Activity —
Take the records below and retype them line by line, from the first line through the one containing "create/delete with full reloads, and the"; stop there.

Dataset entries —
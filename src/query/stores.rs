//! Store sidebar search.

use crate::domain::Store;

/// Filter the store list by a search term: a case-insensitive
/// substring match on name or address, or an exact match against the
/// floor area's decimal form. Any one hit qualifies. An empty term
/// returns the full collection.
pub fn search_stores(stores: &[Store], term: &str) -> Vec<Store> {
    if term.is_empty() {
        return stores.to_vec();
    }

    let needle = term.to_lowercase();
    stores
        .iter()
        .filter(|store| {
            store.name.to_lowercase().contains(&needle)
                || store.address.to_lowercase().contains(&needle)
                || store.floor_area.to_string() == needle
        })
        .cloned()
        .collect()
}
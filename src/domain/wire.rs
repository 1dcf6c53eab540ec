//! Serde helpers for the gateway's loosely typed JSON.

use serde::{Deserialize, Deserializer};

/// Deserialize an identifier that the gateway may send as either a
/// JSON string or a number. Numbers are normalized to their decimal
/// string form so lookups compare consistently.
pub fn id<'de, D>(deserializer: D) -> Result<String, D::Error>
where
    D: Deserializer<'de>,
{
    #[derive(Deserialize)]
    #[serde(untagged)]
    enum Raw {
        Text(String),
        Int(i64),
        Float(f64),
    }

    Ok(match Raw::deserialize(deserializer)? {
        Raw::Text(s) => s,
        Raw::Int(n) => n.to_string(),
        Raw::Float(n) => n.to_string(),
    })
}
//! Store subsystem controller.

use crate::cache::{EntityCache, Selection};
use crate::domain::Store;
use crate::gateway::{Gateway, GatewayError};
use crate::navigator::Navigator;
use crate::presenter::StorePresenter;
use crate::query::search_stores;
use crate::signal::{SignalQueue, StoreSignal};
use crate::validate::{validate_store, StoreForm};

use super::LoadState;

/// Orchestrates the store sidebar and detail pane: bulk loads,
/// client-side selection, create/delete with full reloads, and the
/// signals the product subsystem reacts to.
///
/// Network and lookup failures are caught here, logged, and degraded
/// to an empty list or a not-found presentation; they never propagate
/// to the caller.
pub struct StoreController<G, P, N> {
    gateway: G,
    cache: EntityCache<Store>,
    current: Selection<Store>,
    presenter: P,
    navigator: N,
    signals: SignalQueue,
    load_state: LoadState,
}

impl<G, P, N> StoreController<G, P, N>
where
    G: Gateway,
    P: StorePresenter,
    N: Navigator,
{
    pub fn new(gateway: G, presenter: P, navigator: N, signals: SignalQueue) -> Self {
        Self {
            gateway,
            cache: EntityCache::new(),
            current: Selection::new(),
            presenter,
            navigator,
            signals,
            load_state: LoadState::Idle,
        }
    }

    /// Initial bulk load. On success the collection is replaced
    /// wholesale and, when the navigator carries a store id, that
    /// store is auto-selected (or reported as not found). On failure
    /// the list renders empty. The loader hides on both paths.
    pub async fn init(&mut self) {
        self.presenter.show_loader();
        self.load_state = LoadState::Loading;

        match self.gateway.fetch_stores().await {
            Ok(stores) => {
                if let Err(e) = self.cache.replace(stores.clone()) {
                    log::error!("store cache unavailable: {}", e);
                }
                self.load_state = LoadState::Loaded;
                self.presenter.render_list(&stores);

                if let Some(wanted) = self.navigator.store_id() {
                    if stores.iter().any(|store| store.id == wanted) {
                        self.select(&wanted);
                    } else {
                        log::warn!("store {} from the URL is not in the loaded list", wanted);
                        self.presenter.show_not_found();
                    }
                }
            }
            Err(e) => {
                log::error!("failed to load stores: {}", e);
                if let Err(e) = self.cache.clear() {
                    log::error!("store cache unavailable: {}", e);
                }
                self.load_state = LoadState::LoadFailed;
                self.presenter.render_list(&[]);
            }
        }

        self.presenter.hide_loader();
    }

    /// Select a store by id against the loaded collection. Selection
    /// is resolved client-side; no network call happens here. A hit
    /// updates "current", records the id with the navigator, renders
    /// the detail pane, and signals the product subsystem. A miss
    /// shows the not-found state and leaves "current" untouched.
    pub fn select(&mut self, store_id: &str) {
        let found = match self.cache.get(store_id) {
            Ok(found) => found,
            Err(e) => {
                log::error!("store cache unavailable: {}", e);
                None
            }
        };

        match found {
            Some(store) => {
                self.navigator.push_store_id(&store.id);
                if let Err(e) = self.current.set(store.clone()) {
                    log::error!("store selection unavailable: {}", e);
                }
                self.presenter.render_detail(&store);
                self.signals.publish(StoreSignal::Selected {
                    store_id: store.id.clone(),
                });
            }
            None => {
                log::warn!("store {} not found in the loaded list", store_id);
                self.presenter.show_not_found();
            }
        }
    }

    /// Create a store from raw form input. Validation failures block
    /// the network call and surface inline. A successful write is
    /// followed by a full bulk reload, never a local insert.
    pub async fn create(&mut self, form: &StoreForm) -> bool {
        let draft = match validate_store(form) {
            Ok(draft) => draft,
            Err(errors) => {
                self.presenter.show_form_errors(&errors);
                return false;
            }
        };

        match self.gateway.create_store(&draft).await {
            Ok(store) => {
                log::debug!("created store {}", store.id);
                if let Err(e) = self.refresh_list().await {
                    log::error!("failed to reload stores after create: {}", e);
                }
                self.presenter.notify("Store created successfully!");
                true
            }
            Err(e) => {
                log::error!("failed to create store: {}", e);
                self.presenter
                    .notify(&format!("Error creating store: {}", e));
                false
            }
        }
    }

    /// Delete a store. Clears "current" when the deleted store was
    /// selected, resets the detail pane, reloads the list wholesale,
    /// and signals dependents so they drop their own state.
    pub async fn delete(&mut self, store_id: &str) -> bool {
        match self.gateway.delete_store(store_id).await {
            Ok(()) => {
                match self.current.id() {
                    Ok(Some(current_id)) if current_id == store_id => {
                        if let Err(e) = self.current.clear() {
                            log::error!("store selection unavailable: {}", e);
                        }
                    }
                    Ok(_) => {}
                    Err(e) => log::error!("store selection unavailable: {}", e),
                }

                self.presenter.clear_detail();
                self.presenter.show_not_found();

                if let Err(e) = self.refresh_list().await {
                    log::error!("failed to reload stores after delete: {}", e);
                }

                self.signals.publish(StoreSignal::Deleted {
                    store_id: store_id.to_string(),
                });
                self.presenter.notify("Store deleted successfully!");
                true
            }
            Err(e) => {
                log::error!("failed to delete store {}: {}", store_id, e);
                self.presenter
                    .notify(&format!("Failed to delete store: {}", e));
                false
            }
        }
    }

    /// Search the sidebar. Runs over the loaded collection only; an
    /// empty term renders the full list.
    pub fn search(&self, term: &str) {
        match self.cache.items() {
            Ok(stores) => self.presenter.render_list(&search_stores(&stores, term)),
            Err(e) => log::error!("store cache unavailable: {}", e),
        }
    }

    async fn refresh_list(&mut self) -> Result<(), GatewayError> {
        let stores = self.gateway.fetch_stores().await?;
        if let Err(e) = self.cache.replace(stores.clone()) {
            log::error!("store cache unavailable: {}", e);
        }
        self.load_state = LoadState::Loaded;
        self.presenter.render_list(&stores);
        Ok(())
    }

    pub fn load_state(&self) -> LoadState {
        self.load_state
    }

    /// The currently selected store, if any.
    pub fn current(&self) -> Option<Store> {
        self.current.get().unwrap_or(None)
    }

    /// Snapshot of the loaded collection.
    pub fn stores(&self) -> Vec<Store> {
        self.cache.items().unwrap_or_default()
    }
}
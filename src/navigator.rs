//! URL state boundary.
//!
//! The browser embedding maps this onto the history API and the
//! `storeId` query parameter; elsewhere the in-memory implementation
//! serves the same contract.

use std::sync::{Arc, RwLock};

/// Persists and recalls the selected store id across sessions.
pub trait Navigator {
    /// Record the selection (history push in a browser).
    fn push_store_id(&self, store_id: &str);

    /// The store id to restore on startup, if one is recorded.
    fn store_id(&self) -> Option<String>;
}

/// In-memory navigator for tests and non-browser embeddings.
/// Clone-friendly via `Arc`; clones share the recorded id.
#[derive(Clone, Default)]
pub struct InMemoryNavigator {
    current: Arc<RwLock<Option<String>>>,
}

impl InMemoryNavigator {
    pub fn new() -> Self {
        Self::default()
    }

    /// Start out with a recorded store id, as a browser would after a
    /// page reload with `?storeId=...`.
    pub fn with_store_id(store_id: impl Into<String>) -> Self {
        Self {
            current: Arc::new(RwLock::new(Some(store_id.into()))),
        }
    }
}

impl Navigator for InMemoryNavigator {
    fn push_store_id(&self, store_id: &str) {
        *self.current.write().unwrap() = Some(store_id.to_string());
    }

    fn store_id(&self) -> Option<String> {
        self.current.read().unwrap().clone()
    }
}
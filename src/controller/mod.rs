//! Synchronization controllers - the fetch, mutate, derive, render
//! cycle per entity type, plus the composition root that wires the
//! two subsystems together.

mod app;
mod product;
mod store;

pub use app::AppController;
pub use product::ProductController;
pub use store::StoreController;

/// Bulk-load state per entity type. Failures degrade to an empty
/// collection; there is no dedicated failure UI beyond that.
#[derive(Debug, Clone, Copy, PartialEq, Eq, Default)]
pub enum LoadState {
    #[default]
    Idle,
    Loading,
    Loaded,
    LoadFailed,
}
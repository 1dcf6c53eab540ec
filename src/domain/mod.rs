//! Domain model - stores, products, and their create/update payloads.
//!
//! Field names on the wire follow the gateway's JSON exactly (`ID`,
//! `Name`, `Price_amount`, ...); the Rust side uses snake_case with
//! serde renames.

mod product;
mod store;
pub(crate) mod wire;

pub use product::{Product, ProductDraft, ProductStatus};
pub use store::{Store, StoreDraft};

/// Trait for entities held in an [`EntityCache`](crate::EntityCache),
/// exposing their string identity.
pub trait Keyed {
    /// Returns the unique identifier for this entity.
    fn key(&self) -> &str;
}
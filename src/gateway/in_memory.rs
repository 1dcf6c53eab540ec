//! In-memory gateway for testing and development.

use std::sync::{Arc, RwLock};

use async_trait::async_trait;

use crate::domain::{Product, ProductDraft, Store, StoreDraft};

use super::{Gateway, GatewayError};

#[derive(Default)]
struct GatewayState {
    stores: Vec<Store>,
    products: Vec<Product>,
    next_id: u64,
    failing: bool,
}

/// HashMap-free but otherwise faithful stand-in for the REST service:
/// sequential ids, products scoped per store, deletes cascade.
/// Clone-friendly via `Arc`; clones share state.
///
/// `set_failing(true)` makes every call answer with a 500, which is
/// handy for exercising failure paths without a server.
#[derive(Clone, Default)]
pub struct InMemoryGateway {
    state: Arc<RwLock<GatewayState>>,
}

impl InMemoryGateway {
    pub fn new() -> Self {
        Self::default()
    }

    /// Seed the store list directly, bypassing the API surface.
    pub fn seed_stores(&self, stores: Vec<Store>) {
        let mut state = self.state.write().unwrap();
        state.stores.extend(stores);
    }

    /// Seed products directly, bypassing the API surface.
    pub fn seed_products(&self, products: Vec<Product>) {
        let mut state = self.state.write().unwrap();
        state.products.extend(products);
    }

    /// Toggle blanket failure: while set, every call returns status
    /// 500.
    pub fn set_failing(&self, failing: bool) {
        self.state.write().unwrap().failing = failing;
    }

    pub fn store_count(&self) -> usize {
        self.state.read().unwrap().stores.len()
    }

    pub fn product_count(&self) -> usize {
        self.state.read().unwrap().products.len()
    }

    fn guard(&self) -> Result<(), GatewayError> {
        let failing = self
            .state
            .read()
            .map_err(|_| GatewayError::Transport("gateway state lock poisoned".into()))?
            .failing;
        if failing {
            Err(GatewayError::Status { code: 500 })
        } else {
            Ok(())
        }
    }

    fn write_state(
        &self,
    ) -> Result<std::sync::RwLockWriteGuard<'_, GatewayState>, GatewayError> {
        self.state
            .write()
            .map_err(|_| GatewayError::Transport("gateway state lock poisoned".into()))
    }

    fn read_state(&self) -> Result<std::sync::RwLockReadGuard<'_, GatewayState>, GatewayError> {
        self.state
            .read()
            .map_err(|_| GatewayError::Transport("gateway state lock poisoned".into()))
    }
}

fn next_id(state: &mut GatewayState) -> String {
    state.next_id += 1;
    state.next_id.to_string()
}

#[async_trait]
impl Gateway for InMemoryGateway {
    async fn fetch_stores(&self) -> Result<Vec<Store>, GatewayError> {
        self.guard()?;
        Ok(self.read_state()?.stores.clone())
    }

    async fn create_store(&self, draft: &StoreDraft) -> Result<Store, GatewayError> {
        self.guard()?;
        let mut state = self.write_state()?;
        let store = Store {
            id: next_id(&mut state),
            name: draft.name.clone(),
            email: draft.email.clone(),
            phone_number: draft.phone_number.clone(),
            address: draft.address.clone(),
            established: draft.established,
            floor_area: draft.floor_area,
        };
        state.stores.push(store.clone());
        Ok(store)
    }

    async fn delete_store(&self, store_id: &str) -> Result<(), GatewayError> {
        self.guard()?;
        let mut state = self.write_state()?;
        let before = state.stores.len();
        state.stores.retain(|store| store.id != store_id);
        if state.stores.len() == before {
            return Err(GatewayError::Status { code: 404 });
        }
        state.products.retain(|product| product.store_id != store_id);
        Ok(())
    }

    async fn fetch_products(&self, store_id: &str) -> Result<Vec<Product>, GatewayError> {
        self.guard()?;
        Ok(self
            .read_state()?
            .products
            .iter()
            .filter(|product| product.store_id == store_id)
            .cloned()
            .collect())
    }

    async fn create_product(
        &self,
        store_id: &str,
        draft: &ProductDraft,
    ) -> Result<Product, GatewayError> {
        self.guard()?;
        let mut state = self.write_state()?;
        if !state.stores.iter().any(|store| store.id == store_id) {
            return Err(GatewayError::Status { code: 404 });
        }
        let product = Product {
            id: next_id(&mut state),
            name: draft.name.clone(),
            price_amount: draft.price_amount,
            price_currency: String::new(),
            rating: draft.rating,
            specs: draft.specs.clone(),
            supplier_info: draft.supplier_info.clone(),
            made_in: draft.made_in.clone(),
            production_company_name: draft.production_company_name.clone(),
            status: draft.status,
            store_id: store_id.to_string(),
        };
        state.products.push(product.clone());
        Ok(product)
    }

    async fn update_product(
        &self,
        product_id: &str,
        draft: &ProductDraft,
    ) -> Result<(), GatewayError> {
        self.guard()?;
        let mut state = self.write_state()?;
        let product = state
            .products
            .iter_mut()
            .find(|product| product.id == product_id)
            .ok_or(GatewayError::Status { code: 404 })?;

        product.name = draft.name.clone();
        product.price_amount = draft.price_amount;
        product.rating = draft.rating;
        product.specs = draft.specs.clone();
        product.supplier_info = draft.supplier_info.clone();
        product.made_in = draft.made_in.clone();
        product.production_company_name = draft.production_company_name.clone();
        product.status = draft.status;
        product.store_id = draft.store_id.clone();
        Ok(())
    }

    async fn delete_product(&self, product_id: &str) -> Result<(), GatewayError> {
        self.guard()?;
        let mut state = self.write_state()?;
        let before = state.products.len();
        state.products.retain(|product| product.id != product_id);
        if state.products.len() == before {
            return Err(GatewayError::Status { code: 404 });
        }
        Ok(())
    }
}
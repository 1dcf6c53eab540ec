//! Product filter, sort, and search derivations.

use std::cmp::Ordering;

use crate::domain::Product;

use super::{ProductQuery, SortDirection, SortHeader};

/// Derive the product table view: status filter first, then an
/// in-place sort of the survivors. Products are never dropped,
/// duplicated, or altered beyond their order.
pub fn derive_products(products: &[Product], query: &ProductQuery) -> Vec<Product> {
    let mut derived: Vec<Product> = match query.status_filter.status() {
        None => products.to_vec(),
        Some(status) => products
            .iter()
            .filter(|product| product.status == status)
            .cloned()
            .collect(),
    };

    sort_products(&mut derived, query.sort_header, query.sort_direction);
    derived
}

/// Sort in place by the selected column. Uses `slice::sort_by`, which
/// is stable, so equal keys keep their incoming order. String columns
/// compare case-sensitively by code point; numeric columns use total
/// float ordering, with an absent rating ordering as zero.
fn sort_products(products: &mut [Product], header: SortHeader, direction: SortDirection) {
    products.sort_by(|a, b| {
        let ordering = compare_by_header(a, b, header);
        match direction {
            SortDirection::Asc => ordering,
            SortDirection::Desc => ordering.reverse(),
        }
    });
}

fn compare_by_header(a: &Product, b: &Product, header: SortHeader) -> Ordering {
    match header {
        SortHeader::Name => a.name.cmp(&b.name),
        SortHeader::Price => a.price_amount.total_cmp(&b.price_amount),
        SortHeader::Specs => a.specs.cmp(&b.specs),
        SortHeader::SupplierInfo => a.supplier_info.cmp(&b.supplier_info),
        SortHeader::Country => a.made_in.cmp(&b.made_in),
        SortHeader::Company => a
            .production_company_name
            .cmp(&b.production_company_name),
        SortHeader::Rating => a
            .rating
            .unwrap_or(0.0)
            .total_cmp(&b.rating.unwrap_or(0.0)),
    }
}

/// Case-insensitive substring search on the product name only. The
/// result is neither status-filtered nor re-sorted; search bypasses
/// the table's filter and sort state entirely.
pub fn search_products(products: &[Product], term: &str) -> Vec<Product> {
    let needle = term.to_lowercase();
    products
        .iter()
        .filter(|product| product.name.to_lowercase().contains(&needle))
        .cloned()
        .collect()
}
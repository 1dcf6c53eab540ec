//! Query engine - pure filter, sort, and search derivations over the
//! cached collections.
//!
//! Nothing here touches the network or the caches; callers pass a
//! snapshot in and render what comes out.

mod products;
mod stores;

pub use products::{derive_products, search_products};
pub use stores::search_stores;

use crate::domain::ProductStatus;

/// Status filter selected in the UI. The UI values map onto wire
/// statuses: `ok` to `OK`, `warning` to `STORAGE`, `error` to
/// `OUT_OF_STOCK`; `all` disables filtering.
#[derive(Debug, Clone, Copy, PartialEq, Eq, Default)]
pub enum StatusFilter {
    #[default]
    All,
    Ok,
    Warning,
    Error,
}

impl StatusFilter {
    /// Parse a UI filter value. Unrecognized values fail open to
    /// [`StatusFilter::All`] so no product is ever hidden by a bad
    /// filter string.
    pub fn parse(value: &str) -> Self {
        match value {
            "ok" => Self::Ok,
            "warning" => Self::Warning,
            "error" => Self::Error,
            _ => Self::All,
        }
    }

    /// The wire status this filter keeps, or `None` for no filtering.
    pub fn status(&self) -> Option<ProductStatus> {
        match self {
            Self::All => None,
            Self::Ok => Some(ProductStatus::Ok),
            Self::Warning => Some(ProductStatus::Storage),
            Self::Error => Some(ProductStatus::OutOfStock),
        }
    }
}

/// Sortable product table column.
#[derive(Debug, Clone, Copy, PartialEq, Eq, Default)]
pub enum SortHeader {
    #[default]
    Name,
    Price,
    Specs,
    SupplierInfo,
    Country,
    Company,
    Rating,
}

impl SortHeader {
    /// Parse a UI header value (`name`, `price`, `specs`,
    /// `supplier-info`, `country`, `company`, `rating`).
    pub fn parse(value: &str) -> Option<Self> {
        match value {
            "name" => Some(Self::Name),
            "price" => Some(Self::Price),
            "specs" => Some(Self::Specs),
            "supplier-info" => Some(Self::SupplierInfo),
            "country" => Some(Self::Country),
            "company" => Some(Self::Company),
            "rating" => Some(Self::Rating),
            _ => None,
        }
    }
}

#[derive(Debug, Clone, Copy, PartialEq, Eq, Default)]
pub enum SortDirection {
    #[default]
    Asc,
    Desc,
}

impl SortDirection {
    pub fn flipped(&self) -> Self {
        match self {
            Self::Asc => Self::Desc,
            Self::Desc => Self::Asc,
        }
    }
}

/// The filter/sort state behind the product table. Mutated only by
/// explicit user actions; it persists across reloads and store
/// switches.
#[derive(Debug, Clone, Copy, PartialEq, Eq, Default)]
pub struct ProductQuery {
    pub status_filter: StatusFilter,
    pub sort_header: SortHeader,
    pub sort_direction: SortDirection,
}

impl ProductQuery {
    /// React to a header click: the same header twice flips the
    /// direction, a new header resets to ascending.
    pub fn toggle_header(&mut self, header: SortHeader) {
        if self.sort_header == header {
            self.sort_direction = self.sort_direction.flipped();
        } else {
            self.sort_header = header;
            self.sort_direction = SortDirection::Asc;
        }
    }

    pub fn set_status_filter(&mut self, filter: StatusFilter) {
        self.status_filter = filter;
    }
}
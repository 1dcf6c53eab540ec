//! Product subsystem controller.

use crate::cache::EntityCache;
use crate::domain::Product;
use crate::gateway::Gateway;
use crate::presenter::ProductPresenter;
use crate::query::{derive_products, search_products, ProductQuery, SortHeader, StatusFilter};
use crate::validate::{validate_product, ProductForm};

use super::LoadState;

/// Orchestrates the product table for the currently selected store:
/// scoped bulk loads, CRUD with full reloads, and the filter/sort/
/// search derivations.
///
/// Every mutation is followed by a full reload of the selected
/// store's products; the cache never drifts from the gateway by way
/// of local patching.
pub struct ProductController<G, P> {
    gateway: G,
    cache: EntityCache<Product>,
    query: ProductQuery,
    presenter: P,
    current_store_id: Option<String>,
    load_state: LoadState,
    // Monotonic guard against overlapping loads: a response only
    // lands if no newer load has started since it was issued.
    load_seq: u64,
}

impl<G, P> ProductController<G, P>
where
    G: Gateway,
    P: ProductPresenter,
{
    pub fn new(gateway: G, presenter: P) -> Self {
        Self {
            gateway,
            cache: EntityCache::new(),
            query: ProductQuery::default(),
            presenter,
            current_store_id: None,
            load_state: LoadState::Idle,
            load_seq: 0,
        }
    }

    /// Bulk load the products of one store, replacing the collection
    /// wholesale. On failure the collection clears and the table
    /// renders empty. The loader hides on both paths. Filter and sort
    /// state persist across loads and store switches.
    pub async fn load(&mut self, store_id: &str) {
        self.load_seq += 1;
        let seq = self.load_seq;
        self.current_store_id = Some(store_id.to_string());
        self.load_state = LoadState::Loading;
        self.presenter.show_loader();

        let fetched = self.gateway.fetch_products(store_id).await;

        if seq != self.load_seq {
            log::debug!("discarding stale product load for store {}", store_id);
            return;
        }

        match fetched {
            Ok(products) => {
                if let Err(e) = self.cache.replace(products) {
                    log::error!("product cache unavailable: {}", e);
                }
                self.load_state = LoadState::Loaded;
                self.render_derived();
                self.presenter.update_status_styles(self.query.status_filter);
            }
            Err(e) => {
                log::error!("failed to load products for store {}: {}", store_id, e);
                if let Err(e) = self.cache.clear() {
                    log::error!("product cache unavailable: {}", e);
                }
                self.load_state = LoadState::LoadFailed;
                self.render_derived();
            }
        }

        self.presenter.hide_loader();
    }

    /// Create a product in the selected store from raw form input.
    /// Validation failures block the network call; a successful write
    /// is followed by a full scoped reload, then the form closes.
    pub async fn add(&mut self, form: &ProductForm) -> bool {
        let Some(store_id) = self.current_store_id.clone() else {
            log::warn!("cannot add a product with no store selected");
            return false;
        };

        let draft = match validate_product(form, &store_id) {
            Ok(draft) => draft,
            Err(errors) => {
                self.presenter.show_form_errors(&errors);
                return false;
            }
        };

        match self.gateway.create_product(&store_id, &draft).await {
            Ok(product) => {
                log::debug!("created product {}", product.id);
                self.load(&store_id).await;
                self.presenter.close_add_form();
                true
            }
            Err(e) => {
                log::error!("failed to add product: {}", e);
                false
            }
        }
    }

    /// Update a product by id, then reload the selected store's
    /// products and close the edit form.
    pub async fn update(&mut self, product_id: &str, form: &ProductForm) -> bool {
        let Some(store_id) = self.current_store_id.clone() else {
            log::warn!("cannot update a product with no store selected");
            return false;
        };

        let draft = match validate_product(form, &store_id) {
            Ok(draft) => draft,
            Err(errors) => {
                self.presenter.show_form_errors(&errors);
                return false;
            }
        };

        match self.gateway.update_product(product_id, &draft).await {
            Ok(()) => {
                self.load(&store_id).await;
                self.presenter.close_edit_form();
                true
            }
            Err(e) => {
                log::error!("failed to update product {}: {}", product_id, e);
                false
            }
        }
    }

    /// Delete a product, reload the selected store's products, and
    /// close the confirmation.
    pub async fn delete(&mut self, product_id: &str) -> bool {
        match self.gateway.delete_product(product_id).await {
            Ok(()) => {
                if let Some(store_id) = self.current_store_id.clone() {
                    self.load(&store_id).await;
                }
                self.presenter.close_delete_confirmation();
                true
            }
            Err(e) => {
                log::error!("failed to delete product {}: {}", product_id, e);
                false
            }
        }
    }

    /// Apply a status filter and re-render the derived table.
    pub fn filter_by_status(&mut self, filter: StatusFilter) {
        self.query.set_status_filter(filter);
        self.render_derived();
        self.presenter.update_status_styles(filter);
    }

    /// React to a header click: toggle or switch the sort column and
    /// re-render the derived table.
    pub fn sort_by_header(&mut self, header: SortHeader) {
        self.query.toggle_header(header);
        self.render_derived();
        self.presenter
            .update_sort_indicators(self.query.sort_header, self.query.sort_direction);
    }

    /// Name search over the loaded collection. An empty term is a
    /// no-op; hits render directly, bypassing filter and sort state.
    pub fn search(&self, term: &str) {
        if term.is_empty() {
            return;
        }
        match self.cache.items() {
            Ok(products) => self
                .presenter
                .render_list(&search_products(&products, term)),
            Err(e) => log::error!("product cache unavailable: {}", e),
        }
    }

    /// Drop everything tied to the previously selected store: the
    /// cache, the scope, and any in-flight load. The table renders
    /// empty. This is the reaction to a store deletion.
    pub fn clear(&mut self) {
        self.load_seq += 1;
        self.current_store_id = None;
        if let Err(e) = self.cache.clear() {
            log::error!("product cache unavailable: {}", e);
        }
        self.load_state = LoadState::Idle;
        self.presenter.render_list(&[]);
    }

    fn render_derived(&self) {
        match self.cache.items() {
            Ok(products) => self
                .presenter
                .render_list(&derive_products(&products, &self.query)),
            Err(e) => log::error!("product cache unavailable: {}", e),
        }
    }

    pub fn load_state(&self) -> LoadState {
        self.load_state
    }

    pub fn query(&self) -> &ProductQuery {
        &self.query
    }

    pub fn current_store_id(&self) -> Option<&str> {
        self.current_store_id.as_deref()
    }

    /// Snapshot of the loaded collection (unfiltered).
    pub fn products(&self) -> Vec<Product> {
        self.cache.items().unwrap_or_default()
    }

    /// Look up a loaded product by id, as the edit form does before
    /// opening.
    pub fn product(&self, product_id: &str) -> Option<Product> {
        self.cache.get(product_id).unwrap_or(None)
    }
}
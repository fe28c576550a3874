/*!
 * Group and portion assignment.
 *
 * A group is a maximal run of utterances closed by a separator (`lines == 0`)
 * or by the end of the sequence. The separator belongs to the group it closes.
 */

use log::debug;

use crate::utterance::Utterance;

/// Assign a group index to every utterance and return the summed content
/// length of each group, indexed by group.
///
/// Separators close the current group and do not add to its sum.
pub fn assign_groups(utterances: &mut [Utterance]) -> Vec<usize> {
    let mut group_sums = Vec::new();
    let mut running_sum = 0;
    let mut group = 0;

    for utterance in utterances.iter_mut() {
        utterance.group = group;
        if utterance.is_separator() {
            group_sums.push(running_sum);
            group += 1;
            running_sum = 0;
        } else {
            running_sum += utterance.content_len();
        }
    }

    if utterances.last().is_some_and(|utterance| !utterance.is_separator()) {
        group_sums.push(running_sum);
    }

    debug!("Assigned {} utterance(s) to {} group(s)", utterances.len(), group_sums.len());
    group_sums
}

/// Set each utterance's share of its group's length.
///
/// Empty utterances, separators and members of zero-length groups get a
/// portion of 0 and are marked as separators so they receive no text of their
/// own.
pub fn assign_portions(utterances: &mut [Utterance], group_sums: &[usize]) {
    for utterance in utterances.iter_mut() {
        let length = utterance.content_len();
        let group_sum = group_sums.get(utterance.group).copied().unwrap_or(0);

        if length == 0 || group_sum == 0 || utterance.is_separator() {
            utterance.portion = 0.0;
            utterance.lines = 0;
        } else {
            utterance.portion = length as f64 / group_sum as f64;
        }
    }
}

/// Number of groups the utterances form, without mutating them.
pub fn group_count(utterances: &[Utterance]) -> usize {
    let separators = utterances.iter().filter(|utterance| utterance.is_separator()).count();
    match utterances.last() {
        Some(last) if !last.is_separator() => separators + 1,
        _ => separators,
    }
}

Answer —
filename src/query/stores.rs
//! Store sidebar search.

use crate::domain::Store;

/// Filter the store list by a search term: a case-insensitive
/// substring match on name or address, or an exact match against the
/// floor area's decimal form. Any one hit qualifies. An empty term
/// returns the full collection.
pub fn search_stores(stores: &[Store], term: &str) -> Vec<Store> {
    if term.is_empty() {
        return stores.to_vec();
    }

    let needle = term.to_lowercase();
    stores
        .iter()
        .filter(|store| {
            store.name.to_lowercase().contains(&needle)
                || store.address.to_lowercase().contains(&needle)
                || store.floor_area.to_string() == needle
        })
        .cloned()
        .collect()
}
filename src/domain/wire.rs
repository 1dcf6c53eab540ec
//! Serde helpers for the gateway's loosely typed JSON.

use serde::{Deserialize, Deserializer};

/// Deserialize an identifier that the gateway may send as either a
/// JSON string or a number. Numbers are normalized to their decimal
/// string form so lookups compare consistently.
pub fn id<'de, D>(deserializer: D) -> Result<String, D::Error>
where
    D: Deserializer<'de>,
{
    #[derive(Deserialize)]
    #[serde(untagged)]
    enum Raw {
        Text(String),
        Int(i64),
        Float(f64),
    }

    Ok(match Raw::deserialize(deserializer)? {
        Raw::Text(s) => s,
        Raw::Int(n) => n.to_string(),
        Raw::Float(n) => n.to_string(),
    })
}
//! Store subsystem controller.

use crate::cache::{EntityCache, Selection};
use crate::domain::Store;
use crate::gateway::{Gateway, GatewayError};
use crate::navigator::Navigator;
use crate::presenter::StorePresenter;
use crate::query::search_stores;
use crate::signal::{SignalQueue, StoreSignal};
use crate::validate::{validate_store, StoreForm};

use super::LoadState;

/// Orchestrates the store sidebar and detail pane: bulk loads,
/// client-side selection, create/delete with full reloads, and the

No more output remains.